Would you copy every line of the listing below that includes the word "SourceTooLarge"?

++++++

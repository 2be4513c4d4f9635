//! Lexer error types.
//!
//! Lexing is fail-fast: the first malformed construct aborts the run and is
//! reported as a single [`LexError`].
//!
//! # Example
//!
//! ```
//! use quill_lex::{tokenize, LexError};
//!
//! match tokenize("let s = \"abc") {
//!     Err(LexError::MalformedString { line, .. }) => assert_eq!(line, 1),
//!     other => panic!("unexpected result: {:?}", other),
//! }
//! ```

use quill_util::diagnostic::{line_at, Diagnostic, SourceSnippet};
use quill_util::Span;
use thiserror::Error;

/// Result alias used throughout the lexer.
pub type Result<T> = std::result::Result<T, LexError>;

/// Errors that abort a lexing run.
///
/// Lines and columns are 1-based and point at the first character of the
/// construct that failed.
#[derive(Debug, Error, Clone, PartialEq, Eq)]
pub enum LexError {
    /// String literal not closed before a newline or the end of input.
    #[error("Malformed string at line {line}, column {column}")]
    MalformedString {
        /// Line of the first character (1-based).
        line: u32,
        /// Column of the first character (1-based).
        column: u32,
    },

    /// Numeric literal whose text does not parse, including `0x` with no
    /// digits.
    #[error("Malformed number at line {line}, column {column}")]
    MalformedNumber {
        /// Line of the first character (1-based).
        line: u32,
        /// Column of the first character (1-based).
        column: u32,
    },

    /// Character that does not begin any token.
    #[error("Unrecognized character '{ch}' at line {line}, column {column}")]
    UnrecognizedCharacter {
        /// The offending character.
        ch: char,
        /// Line of the first character (1-based).
        line: u32,
        /// Column of the first character (1-based).
        column: u32,
    },

    /// Block comment still open at the end of input.
    #[error("Unterminated block comment starting at line {line}, column {column}")]
    UnterminatedComment {
        /// Line of the first character (1-based).
        line: u32,
        /// Column of the first character (1-based).
        column: u32,
    },

    /// Input rejected by the configured size limit before scanning.
    #[error("Source is {len} bytes, exceeding the configured limit of {max} bytes")]
    SourceTooLarge {
        /// Source length in bytes.
        len: usize,
        /// Configured limit in bytes.
        max: usize,
    },
}

impl LexError {
    /// The 1-based line of the failure. Size-limit errors report line 1.
    pub fn line(&self) -> u32 {
        match self {
            LexError::MalformedString { line, .. }
            | LexError::MalformedNumber { line, .. }
            | LexError::UnrecognizedCharacter { line, .. }
            | LexError::UnterminatedComment { line, .. } => *line,
            LexError::SourceTooLarge { .. } => 1,
        }
    }

    /// The 1-based column of the failure. Size-limit errors report column 1.
    pub fn column(&self) -> u32 {
        match self {
            LexError::MalformedString { column, .. }
            | LexError::MalformedNumber { column, .. }
            | LexError::UnrecognizedCharacter { column, .. }
            | LexError::UnterminatedComment { column, .. } => *column,
            LexError::SourceTooLarge { .. } => 1,
        }
    }

    /// Builds a diagnostic pointing at the failure inside `source`.
    ///
    /// # Example
    ///
    /// ```
    /// use quill_lex::tokenize;
    ///
    /// let source = "let x = @";
    /// let err = tokenize(source).unwrap_err();
    /// let report = err.to_diagnostic(source).render();
    /// assert!(report.contains("let x = @"));
    /// ```
    pub fn to_diagnostic(&self, source: &str) -> Diagnostic {
        let span = Span::point(self.line(), self.column());
        let mut diag = Diagnostic::error(self.summary(), span);

        if let Some(text) = line_at(source, self.line()) {
            diag = diag.with_snippet(
                SourceSnippet::point(text, self.line() as usize, self.column() as usize)
                    .with_label(self.label()),
            );
        }

        match self {
            LexError::MalformedString { .. } => {
                diag.with_note("strings must close with the same quote on the same line")
            },
            LexError::MalformedNumber { .. } => {
                diag.with_note("numbers allow a single decimal point and exponent; `0x` needs hex digits")
            },
            _ => diag,
        }
    }

    fn summary(&self) -> String {
        match self {
            LexError::MalformedString { .. } => "malformed string".to_string(),
            LexError::MalformedNumber { .. } => "malformed number".to_string(),
            LexError::UnrecognizedCharacter { ch, .. } => {
                format!("unrecognized character '{}'", ch.escape_default())
            },
            LexError::UnterminatedComment { .. } => "unterminated block comment".to_string(),
            LexError::SourceTooLarge { .. } => self.to_string(),
        }
    }

    fn label(&self) -> &'static str {
        match self {
            LexError::MalformedString { .. } => "string starts here",
            LexError::MalformedNumber { .. } => "number starts here",
            LexError::UnrecognizedCharacter { .. } => "not valid here",
            LexError::UnterminatedComment { .. } => "comment starts here",
            LexError::SourceTooLarge { .. } => "input starts here",
        }
    }
}

#[cfg(test)]
mod tests {
    use super::*;

    #[test]
    fn test_display_mentions_line() {
        let err = LexError::MalformedNumber { line: 3, column: 7 };
        assert_eq!(err.to_string(), "Malformed number at line 3, column 7");

        let err = LexError::UnrecognizedCharacter {
            ch: '@',
            line: 1,
            column: 1,
        };
        assert_eq!(err.to_string(), "Unrecognized character '@' at line 1, column 1");
    }

    #[test]
    fn test_line_and_column_accessors() {
        let err = LexError::UnterminatedComment { line: 4, column: 2 };
        assert_eq!((err.line(), err.column()), (4, 2));

        let err = LexError::SourceTooLarge { len: 10, max: 5 };
        assert_eq!((err.line(), err.column()), (1, 1));
    }

    #[test]
    fn test_diagnostic_snippet() {
        let source = "let a = 1\nlet b = 'oops";
        let err = LexError::MalformedString { line: 2, column: 9 };
        let diag = err.to_diagnostic(source);

        assert_eq!(diag.message, "malformed string");
        assert_eq!(diag.snippets.len(), 1);
        assert_eq!(diag.snippets[0].line, "let b = 'oops");
        assert_eq!(diag.snippets[0].start_column, 9);
        assert_eq!(diag.notes.len(), 1);
    }

    #[test]
    fn test_diagnostic_escapes_control_chars() {
        let err = LexError::UnrecognizedCharacter {
            ch: '\t',
            line: 1,
            column: 1,
        };
        assert_eq!(err.to_diagnostic("\t").message, "unrecognized character '\\t'");
    }
}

++++++

_EXERCISE SOLUTION_.
    SourceTooLarge {
            LexError::SourceTooLarge { .. } => 1,
            LexError::SourceTooLarge { .. } => 1,
            LexError::SourceTooLarge { .. } => self.to_string(),
            LexError::SourceTooLarge { .. } => "input starts here",
        let err = LexError::SourceTooLarge { len: 10, max: 5 };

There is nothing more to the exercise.